L’année dernière, deux avocats ont été accusés par le ministère américain de la justice d’avoir exécuté un coup d’État impliquant de la pornographie et des droits d’auteur. Cette semaine, l’un d’entre eux a plaidé coupable et a avoué que oui, les accusations étaient vraies.
Paul R. Hansmeier et John L. Steele, du cabinet d’avocats Prenda Law, ont acquis les droits d’auteur de plusieurs vidéos pour adultes – et ont même produit de la pornographie originale – pour tout envoyer sur des sites de partage de fichiers tels que Pirate Bay.
Ils sont ensuite allés au tribunal pour connaître les noms des utilisateurs qui ont téléchargé les vidéos, et ont utilisé ces informations pour faire pression sur les gens afin de résoudre l’affaire à l’amiable. Ils ont obtenu environ 6 millions de euros) de cette manière ; beaucoup avaient honte d’un procès impliquant de la pornographie, ou ne savaient pas comment se défendre.
Il s’agissait essentiellement d’une tactique d’extorsion. Prenda Law a demandé 4 000 euros) pour un règlement extrajudiciaire et a affirmé qu’elle pourrait obtenir jusqu’à 150 000 euros) si l’affaire était jugée. Ce n’était pas vrai : lorsque vous avez décidé d’engager des poursuites, les avocats ont retiré leur plainte – ils ne voulaient pas que leur projet soit découvert.
Révéler le coup
Mais, comme vous le rappelle Ars Technica, quelqu’un l’a découvert. En 2013, l’avocat Graham Syfert défendait un client dans une affaire de Prenda Law, et a engagé un étudiant diplômé pour enquêter sur les torrents mentionnés par le cabinet. Il a trouvé des preuves que le compte “sharkmp4” à Pirate Bay appartenait à John Steele.
Puis Pirate Bay lui-même a déclaré que certains des fichiers cités dans le dossier étaient liés à une adresse IP “précédemment utilisée par une personne ayant accès au compte GoDaddy de John Steele”. Deux mois plus tard, dans un autre procès, l’opérateur Comcast a confirmé que l’une des adresses IP en question était connectée à Steele et Hansmeier.
Les deux avocats ont tout réfuté ; Hansmeier a même signé, sous serment, une déclaration disant : “Je n’ai jamais créé de compte Pirate Bay de ma vie, et je nie catégoriquement avoir envoyé ou téléchargé des fichiers BitTorrent de l’un de mes clients dans le passé.
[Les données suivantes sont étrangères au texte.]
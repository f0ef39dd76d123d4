//! Standings across players, games and time windows.
//!
//! Works on a read-only [`LeaderboardData`] snapshot; loading and storing
//! that snapshot is the caller's business.

pub mod highlights;

use chrono::NaiveDate;
use serde::{Deserialize, Serialize};
use std::collections::HashMap;
use std::path::Path;

use crate::core::{deserialize_id, Player, PlayerId};
use crate::error::{PodiumError, Result};

pub use highlights::{Highlight, FIRE_STREAK_DAYS};

/// Game family used by the filtered leaderboard modes
#[derive(Debug, Clone, Copy, PartialEq, Eq, Hash, Serialize, Deserialize)]
#[serde(rename_all = "lowercase")]
pub enum GameCategory {
    Analytical,
    Language,
    #[serde(other)]
    Other,
}

#[derive(Debug, Clone, PartialEq, Serialize, Deserialize)]
pub struct Game {
    #[serde(deserialize_with = "deserialize_id")]
    pub id: String,
    pub display_name: String,
    #[serde(default)]
    pub category: Option<GameCategory>,
}

/// One game played on one day
#[derive(Debug, Clone, PartialEq, Serialize, Deserialize)]
pub struct ResultSet {
    #[serde(deserialize_with = "deserialize_id")]
    pub id: String,
    #[serde(deserialize_with = "deserialize_id")]
    pub game_id: String,
    pub result_date: NaiveDate,
}

/// Stored placement row
#[derive(Debug, Clone, PartialEq, Serialize, Deserialize)]
pub struct PlacementRecord {
    pub player_id: PlayerId,
    pub points: i64,
    #[serde(deserialize_with = "deserialize_id")]
    pub result_set_id: String,
}

/// Snapshot of everything the leaderboard needs
#[derive(Debug, Clone, Default, Serialize, Deserialize)]
pub struct LeaderboardData {
    #[serde(default)]
    pub players: Vec<Player>,
    #[serde(default)]
    pub games: Vec<Game>,
    #[serde(default)]
    pub result_sets: Vec<ResultSet>,
    #[serde(default)]
    pub placements: Vec<PlacementRecord>,
}

impl LeaderboardData {
    pub fn from_json(json: &str) -> Result<Self> {
        Ok(serde_json::from_str(json)?)
    }

    pub fn from_json_file(path: impl AsRef<Path>) -> Result<Self> {
        let json = std::fs::read_to_string(path)?;
        Self::from_json(&json)
    }
}

/// Placement joined with its result set and game
#[derive(Debug, Clone, PartialEq)]
pub struct ScoredPlacement {
    pub player_id: PlayerId,
    pub points: i64,
    pub game_id: Option<String>,
    pub category: Option<GameCategory>,
    pub date: Option<NaiveDate>,
}

#[derive(Debug, Clone, Copy, PartialEq, Eq, Default, Serialize, Deserialize)]
#[serde(rename_all = "lowercase")]
pub enum LeaderboardMode {
    #[default]
    Overall,
    Analytical,
    Language,
    Daily,
}

impl LeaderboardMode {
    pub fn description(self) -> &'static str {
        match self {
            LeaderboardMode::Overall => "Total points across all games.",
            LeaderboardMode::Analytical => "Points from analytical games only.",
            LeaderboardMode::Language => "Points from language games only.",
            LeaderboardMode::Daily => "Points scored today only.",
        }
    }

    fn includes(self, placement: &ScoredPlacement, today: NaiveDate) -> bool {
        match self {
            LeaderboardMode::Overall => true,
            LeaderboardMode::Analytical => placement.category == Some(GameCategory::Analytical),
            LeaderboardMode::Language => placement.category == Some(GameCategory::Language),
            LeaderboardMode::Daily => placement.date == Some(today),
        }
    }
}

impl std::str::FromStr for LeaderboardMode {
    type Err = PodiumError;

    fn from_str(s: &str) -> Result<Self> {
        match s.trim().to_lowercase().as_str() {
            "overall" => Ok(LeaderboardMode::Overall),
            "analytical" => Ok(LeaderboardMode::Analytical),
            "language" => Ok(LeaderboardMode::Language),
            "daily" | "today" => Ok(LeaderboardMode::Daily),
            other => Err(PodiumError::InvalidInput(format!(
                "unknown leaderboard mode '{}'",
                other
            ))),
        }
    }
}

/// A player's total in one view
#[derive(Debug, Clone, PartialEq, Eq, Serialize, Deserialize)]
pub struct Standing {
    pub player: Player,
    pub points: i64,
}

pub struct Leaderboard {
    players: Vec<Player>,
    games: Vec<Game>,
    placements: Vec<ScoredPlacement>,
}

impl Leaderboard {
    pub fn new(data: LeaderboardData) -> Self {
        let games_by_id: HashMap<&str, &Game> =
            data.games.iter().map(|g| (g.id.as_str(), g)).collect();
        let sets_by_id: HashMap<&str, &ResultSet> =
            data.result_sets.iter().map(|rs| (rs.id.as_str(), rs)).collect();

        let placements = data
            .placements
            .iter()
            .map(|record| {
                let result_set = sets_by_id.get(record.result_set_id.as_str());
                if result_set.is_none() {
                    tracing::warn!(
                        "Placement for player {} references unknown result set {}",
                        record.player_id,
                        record.result_set_id
                    );
                }
                let game = result_set.and_then(|rs| games_by_id.get(rs.game_id.as_str()));

                ScoredPlacement {
                    player_id: record.player_id.clone(),
                    points: record.points,
                    game_id: result_set.map(|rs| rs.game_id.clone()),
                    category: game.and_then(|g| g.category),
                    date: result_set.map(|rs| rs.result_date),
                }
            })
            .collect();

        tracing::debug!(
            "Leaderboard loaded: {} players, {} games, {} placements",
            data.players.len(),
            data.games.len(),
            data.placements.len()
        );

        Self {
            players: data.players,
            games: data.games,
            placements,
        }
    }

    pub fn players(&self) -> &[Player] {
        &self.players
    }

    pub fn games(&self) -> &[Game] {
        &self.games
    }

    pub fn placements(&self) -> &[ScoredPlacement] {
        &self.placements
    }

    /// Every roster player with their total in `mode`, best first
    pub fn standings(&self, mode: LeaderboardMode, today: NaiveDate) -> Vec<Standing> {
        let mut rows = self.totals(|p| mode.includes(p, today));
        sort_standings(&mut rows);
        rows
    }

    /// Players who scored in one game, best first
    pub fn game_standings(&self, game_id: &str) -> Result<Vec<Standing>> {
        if !self.games.iter().any(|g| g.id == game_id) {
            return Err(PodiumError::UnknownGame(game_id.to_string()));
        }

        let mut rows: Vec<Standing> = self
            .totals(|p| p.game_id.as_deref() == Some(game_id))
            .into_iter()
            .filter(|s| s.points > 0)
            .collect();
        sort_standings(&mut rows);
        Ok(rows)
    }

    /// Roster-ordered totals over the placements accepted by `filter`;
    /// placements for players not on the roster are ignored
    pub(crate) fn totals(&self, filter: impl Fn(&ScoredPlacement) -> bool) -> Vec<Standing> {
        let mut totals: HashMap<&PlayerId, i64> =
            self.players.iter().map(|p| (&p.id, 0)).collect();

        for placement in &self.placements {
            if !filter(placement) {
                continue;
            }
            if let Some(total) = totals.get_mut(&placement.player_id) {
                *total += placement.points;
            }
        }

        self.players
            .iter()
            .map(|p| Standing {
                player: p.clone(),
                points: totals.get(&p.id).copied().unwrap_or(0),
            })
            .collect()
    }
}

fn sort_standings(rows: &mut [Standing]) {
    rows.sort_by(|a, b| {
        b.points
            .cmp(&a.points)
            .then_with(|| a.player.name.cmp(&b.player.name))
    });
}

#[cfg(test)]
pub(crate) mod tests {
    use super::*;

    pub(crate) fn day(d: u32) -> NaiveDate {
        NaiveDate::from_ymd_opt(2025, 3, d).unwrap()
    }

    fn record(player: &str, points: i64, set: &str) -> PlacementRecord {
        PlacementRecord {
            player_id: player.into(),
            points,
            result_set_id: set.to_string(),
        }
    }

    fn game(id: &str, display_name: &str, category: GameCategory) -> Game {
        Game {
            id: id.to_string(),
            display_name: display_name.to_string(),
            category: Some(category),
        }
    }

    fn result_set(id: &str, game_id: &str, result_date: NaiveDate) -> ResultSet {
        ResultSet {
            id: id.to_string(),
            game_id: game_id.to_string(),
            result_date,
        }
    }

    pub(crate) fn sample() -> LeaderboardData {
        LeaderboardData {
            players: vec![
                Player::new("1", "Alex"),
                Player::new("2", "Bea"),
                Player::new("3", "Cal"),
                Player::new("4", "Dee"),
            ],
            games: vec![
                game("zip", "Zip", GameCategory::Analytical),
                game("pinpoint", "Pinpoint", GameCategory::Language),
            ],
            result_sets: vec![
                result_set("rs1", "zip", day(10)),
                result_set("rs2", "pinpoint", day(14)),
                result_set("rs3", "zip", day(14)),
            ],
            placements: vec![
                record("1", 3, "rs1"),
                record("2", 2, "rs1"),
                record("3", 1, "rs1"),
                record("2", 3, "rs2"),
                record("3", 2, "rs2"),
                record("3", 3, "rs3"),
            ],
        }
    }

    fn points(rows: &[Standing]) -> Vec<(&str, i64)> {
        rows.iter().map(|s| (s.player.name.as_str(), s.points)).collect()
    }

    #[test]
    fn test_overall() {
        let board = Leaderboard::new(sample());
        assert_eq!(board.players().len(), 4);
        assert_eq!(board.games().len(), 2);
        assert_eq!(board.placements().len(), 6);

        let rows = board.standings(LeaderboardMode::Overall, day(14));
        assert_eq!(points(&rows), vec![("Cal", 6), ("Bea", 5), ("Alex", 3), ("Dee", 0)]);
    }

    #[test]
    fn test_category_modes() {
        let board = Leaderboard::new(sample());

        let analytical = board.standings(LeaderboardMode::Analytical, day(14));
        assert_eq!(
            points(&analytical),
            vec![("Cal", 4), ("Alex", 3), ("Bea", 2), ("Dee", 0)]
        );

        let language = board.standings(LeaderboardMode::Language, day(14));
        assert_eq!(
            points(&language),
            vec![("Bea", 3), ("Cal", 2), ("Alex", 0), ("Dee", 0)]
        );
    }

    #[test]
    fn test_daily() {
        let board = Leaderboard::new(sample());
        let rows = board.standings(LeaderboardMode::Daily, day(14));
        assert_eq!(
            points(&rows),
            vec![("Cal", 5), ("Bea", 3), ("Alex", 0), ("Dee", 0)]
        );
    }

    #[test]
    fn test_ties_sorted_by_name() {
        let mut data = sample();
        data.placements = vec![record("4", 2, "rs1"), record("1", 2, "rs1")];
        let board = Leaderboard::new(data);

        let rows = board.standings(LeaderboardMode::Overall, day(14));
        assert_eq!(&points(&rows)[..2], &[("Alex", 2), ("Dee", 2)]);
    }

    #[test]
    fn test_game_standings() {
        let board = Leaderboard::new(sample());
        let rows = board.game_standings("zip").unwrap();
        assert_eq!(points(&rows), vec![("Cal", 4), ("Alex", 3), ("Bea", 2)]);
    }

    #[test]
    fn test_unknown_game() {
        let board = Leaderboard::new(sample());
        assert!(matches!(
            board.game_standings("wordle"),
            Err(PodiumError::UnknownGame(_))
        ));
    }

    #[test]
    fn test_orphans_ignored() {
        let mut data = sample();
        data.placements.push(record("99", 10, "rs1"));
        data.placements.push(record("1", 10, "missing"));
        let board = Leaderboard::new(data);

        let overall = board.standings(LeaderboardMode::Overall, day(14));
        assert_eq!(overall.len(), 4);
        // orphan result set still counts overall, but not in filtered modes
        assert_eq!(points(&overall)[0], ("Alex", 13));
        // the missing result set leaves the placement without game or date
        assert!(board.placements().iter().any(|p| p.date.is_none()));
        let daily = board.standings(LeaderboardMode::Daily, day(14));
        let alex = daily.iter().find(|s| s.player.name == "Alex").unwrap();
        assert_eq!(alex.points, 0);
    }

    #[test]
    fn test_mode_parsing() {
        assert_eq!(
            "Daily".parse::<LeaderboardMode>().unwrap(),
            LeaderboardMode::Daily
        );
        assert_eq!(
            "today".parse::<LeaderboardMode>().unwrap(),
            LeaderboardMode::Daily
        );
        assert!("weekly".parse::<LeaderboardMode>().is_err());
    }

    #[test]
    fn test_from_json() {
        let json = r#"{
            "players": [{"id": 1, "name": "Alex"}, {"id": 2, "name": "Bea"}],
            "games": [
                {"id": "tango", "display_name": "Tango", "category": "puzzle"},
                {"id": 4, "display_name": "Zip", "category": "analytical"}
            ],
            "result_sets": [
                {"id": "rs1", "game_id": "tango", "result_date": "2025-03-14"},
                {"id": 17, "game_id": 4, "result_date": "2025-03-14"}
            ],
            "placements": [
                {"player_id": 1, "points": 3, "result_set_id": "rs1"},
                {"player_id": 2, "points": 2, "result_set_id": 17}
            ]
        }"#;
        let data = LeaderboardData::from_json(json).unwrap();
        assert_eq!(data.games[0].category, Some(GameCategory::Other));
        assert_eq!(data.games[1].id, "4");
        assert_eq!(data.result_sets[1].game_id, "4");
        assert_eq!(data.placements[1].result_set_id, "17");

        let board = Leaderboard::new(data);
        let overall = board.standings(LeaderboardMode::Overall, day(14));
        assert_eq!(points(&overall), vec![("Alex", 3), ("Bea", 2)]);

        let zip = board.game_standings("4").unwrap();
        assert_eq!(points(&zip), vec![("Bea", 2)]);
        let analytical = board.standings(LeaderboardMode::Analytical, day(14));
        assert_eq!(points(&analytical), vec![("Bea", 2), ("Alex", 0)]);
    }
}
Il n’a pas menti. Lundi (6), Steele a plaidé coupable à des accusations de fraude et de blanchiment d’argent. Et selon l’accord du tribunal, Hansmeier n’a pas personnellement envoyé les fichiers : il a “chargé P.H. de télécharger les films sur des sites comme Pirate Bay. (P.H. peut faire référence à une personne de la famille Hansmeier).
Bien sûr, rien de tout cela n’exonère les avocats de leur culpabilité. Comme nous le rappelle le règlement judiciaire, l’ensemble du dispositif “a caché aux tribunaux que les défendeurs – les avocats à l’origine des actions – non seulement contrôlaient la société à l’origine des vidéos et avaient donc un intérêt personnel important… mais qu’ils violaient également leurs propres droits d’auteur en autorisant les utilisateurs de BitTorrent à télécharger les films.
L’accord a également confirmé que Prenda Law produisait effectivement des films pornographiques : “à trois reprises au moins, Steele et Hansmeier ont engagé des actrices de cinéma pour adultes et produit plusieurs courts métrages pornographiques. Pour le dissimuler, le cabinet d’avocats a utilisé des sociétés écrans et des entités offshore.
Steele a plaidé coupable et a accepté d’aider le gouvernement à renverser d’autres personnes impliquées dans le projet. Hansmeier dit toujours qu’il est innocent, mais les choses ne vont pas bien : il a perdu sa licence d’avocat et a déposé son bilan.